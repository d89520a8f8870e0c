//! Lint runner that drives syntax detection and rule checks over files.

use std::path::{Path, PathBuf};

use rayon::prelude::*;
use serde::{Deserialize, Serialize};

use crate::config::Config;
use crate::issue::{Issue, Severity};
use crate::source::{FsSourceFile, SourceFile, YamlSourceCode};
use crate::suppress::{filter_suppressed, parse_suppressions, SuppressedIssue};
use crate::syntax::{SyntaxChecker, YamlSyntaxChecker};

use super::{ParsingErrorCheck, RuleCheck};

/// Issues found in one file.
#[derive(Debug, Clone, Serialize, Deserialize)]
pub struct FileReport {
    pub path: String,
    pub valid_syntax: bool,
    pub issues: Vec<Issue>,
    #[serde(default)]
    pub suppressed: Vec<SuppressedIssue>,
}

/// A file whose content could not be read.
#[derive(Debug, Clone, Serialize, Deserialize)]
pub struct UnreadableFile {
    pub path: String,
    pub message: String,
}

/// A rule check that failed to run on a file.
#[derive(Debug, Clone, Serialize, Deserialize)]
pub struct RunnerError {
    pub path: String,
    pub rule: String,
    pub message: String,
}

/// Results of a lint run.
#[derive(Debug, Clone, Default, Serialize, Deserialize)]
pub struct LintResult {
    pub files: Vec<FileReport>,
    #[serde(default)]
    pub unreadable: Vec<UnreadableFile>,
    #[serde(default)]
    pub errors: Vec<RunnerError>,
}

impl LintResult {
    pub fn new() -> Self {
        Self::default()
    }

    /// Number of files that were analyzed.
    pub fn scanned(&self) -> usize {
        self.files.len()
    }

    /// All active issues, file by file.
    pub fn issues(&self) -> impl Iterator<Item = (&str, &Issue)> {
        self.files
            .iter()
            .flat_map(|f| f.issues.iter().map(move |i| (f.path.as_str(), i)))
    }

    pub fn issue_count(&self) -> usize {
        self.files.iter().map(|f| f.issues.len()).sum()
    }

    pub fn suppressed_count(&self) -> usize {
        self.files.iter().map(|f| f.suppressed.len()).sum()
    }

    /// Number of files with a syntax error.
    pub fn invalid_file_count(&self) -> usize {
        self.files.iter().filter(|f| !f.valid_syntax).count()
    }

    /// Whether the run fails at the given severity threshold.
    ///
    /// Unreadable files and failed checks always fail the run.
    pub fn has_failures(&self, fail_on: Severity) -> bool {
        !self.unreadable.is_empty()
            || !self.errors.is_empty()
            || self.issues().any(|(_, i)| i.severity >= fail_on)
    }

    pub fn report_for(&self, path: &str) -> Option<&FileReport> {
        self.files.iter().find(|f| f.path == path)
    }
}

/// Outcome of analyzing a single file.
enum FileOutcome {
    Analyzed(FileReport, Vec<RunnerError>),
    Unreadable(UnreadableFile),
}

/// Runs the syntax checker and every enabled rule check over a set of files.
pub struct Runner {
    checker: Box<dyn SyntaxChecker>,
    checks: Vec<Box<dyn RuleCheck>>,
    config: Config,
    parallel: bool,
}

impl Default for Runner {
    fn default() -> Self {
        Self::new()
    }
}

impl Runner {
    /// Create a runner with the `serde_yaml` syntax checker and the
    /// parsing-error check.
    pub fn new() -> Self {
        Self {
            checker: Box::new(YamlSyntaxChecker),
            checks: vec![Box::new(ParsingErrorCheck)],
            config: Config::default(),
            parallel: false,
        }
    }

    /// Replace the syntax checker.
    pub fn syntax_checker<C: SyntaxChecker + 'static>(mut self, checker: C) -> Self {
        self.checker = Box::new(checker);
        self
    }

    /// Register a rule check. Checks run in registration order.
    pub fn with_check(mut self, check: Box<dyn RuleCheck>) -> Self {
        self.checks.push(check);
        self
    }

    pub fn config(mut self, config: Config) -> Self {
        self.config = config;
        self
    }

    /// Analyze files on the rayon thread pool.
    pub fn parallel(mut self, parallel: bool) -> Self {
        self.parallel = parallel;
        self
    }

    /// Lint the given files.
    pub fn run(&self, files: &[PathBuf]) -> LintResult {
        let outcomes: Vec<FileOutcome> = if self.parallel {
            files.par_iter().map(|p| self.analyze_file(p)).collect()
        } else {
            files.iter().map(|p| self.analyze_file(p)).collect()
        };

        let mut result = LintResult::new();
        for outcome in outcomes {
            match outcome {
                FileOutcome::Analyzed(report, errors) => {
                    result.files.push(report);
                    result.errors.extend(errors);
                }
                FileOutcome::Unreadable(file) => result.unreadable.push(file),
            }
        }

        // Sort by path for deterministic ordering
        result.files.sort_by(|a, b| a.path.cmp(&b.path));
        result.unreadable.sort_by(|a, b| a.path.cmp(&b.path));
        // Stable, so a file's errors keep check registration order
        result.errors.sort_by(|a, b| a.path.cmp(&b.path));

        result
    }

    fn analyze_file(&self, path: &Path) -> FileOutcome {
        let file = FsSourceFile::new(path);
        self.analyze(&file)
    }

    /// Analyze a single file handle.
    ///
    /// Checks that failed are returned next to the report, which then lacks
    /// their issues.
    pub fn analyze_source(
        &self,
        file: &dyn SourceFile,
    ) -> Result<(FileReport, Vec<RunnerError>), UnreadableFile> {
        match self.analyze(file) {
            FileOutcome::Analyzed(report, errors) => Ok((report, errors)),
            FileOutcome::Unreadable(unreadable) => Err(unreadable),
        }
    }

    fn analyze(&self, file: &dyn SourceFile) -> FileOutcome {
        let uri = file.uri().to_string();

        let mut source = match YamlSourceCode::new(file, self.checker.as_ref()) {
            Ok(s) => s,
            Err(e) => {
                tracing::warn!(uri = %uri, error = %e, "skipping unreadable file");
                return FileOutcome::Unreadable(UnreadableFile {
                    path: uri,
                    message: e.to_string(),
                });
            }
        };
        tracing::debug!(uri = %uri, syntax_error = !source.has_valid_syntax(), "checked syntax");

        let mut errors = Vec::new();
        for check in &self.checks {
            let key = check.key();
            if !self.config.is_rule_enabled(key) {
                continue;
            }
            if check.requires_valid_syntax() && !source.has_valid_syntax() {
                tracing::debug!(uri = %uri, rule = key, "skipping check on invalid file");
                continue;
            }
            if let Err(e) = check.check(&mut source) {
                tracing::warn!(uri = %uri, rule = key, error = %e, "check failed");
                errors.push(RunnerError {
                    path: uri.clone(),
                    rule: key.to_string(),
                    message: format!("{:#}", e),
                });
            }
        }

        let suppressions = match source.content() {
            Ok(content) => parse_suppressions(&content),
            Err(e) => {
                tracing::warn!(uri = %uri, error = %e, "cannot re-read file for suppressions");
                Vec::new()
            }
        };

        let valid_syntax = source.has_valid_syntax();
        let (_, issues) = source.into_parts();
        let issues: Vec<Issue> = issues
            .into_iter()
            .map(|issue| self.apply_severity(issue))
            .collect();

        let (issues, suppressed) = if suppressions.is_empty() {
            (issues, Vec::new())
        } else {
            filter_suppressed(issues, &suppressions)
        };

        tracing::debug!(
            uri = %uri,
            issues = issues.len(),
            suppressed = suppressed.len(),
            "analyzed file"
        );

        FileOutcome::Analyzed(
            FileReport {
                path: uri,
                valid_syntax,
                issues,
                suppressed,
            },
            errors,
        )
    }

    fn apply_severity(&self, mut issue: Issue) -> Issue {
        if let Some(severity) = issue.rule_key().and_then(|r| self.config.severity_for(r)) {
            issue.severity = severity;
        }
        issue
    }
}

◇ ◇ ◇

[Required action]
Which of the lines in the data hold the string "Number"? Report each of them by copying it.

[Answer section]
    /// Number of files that were analyzed.
    /// Number of files with a syntax error.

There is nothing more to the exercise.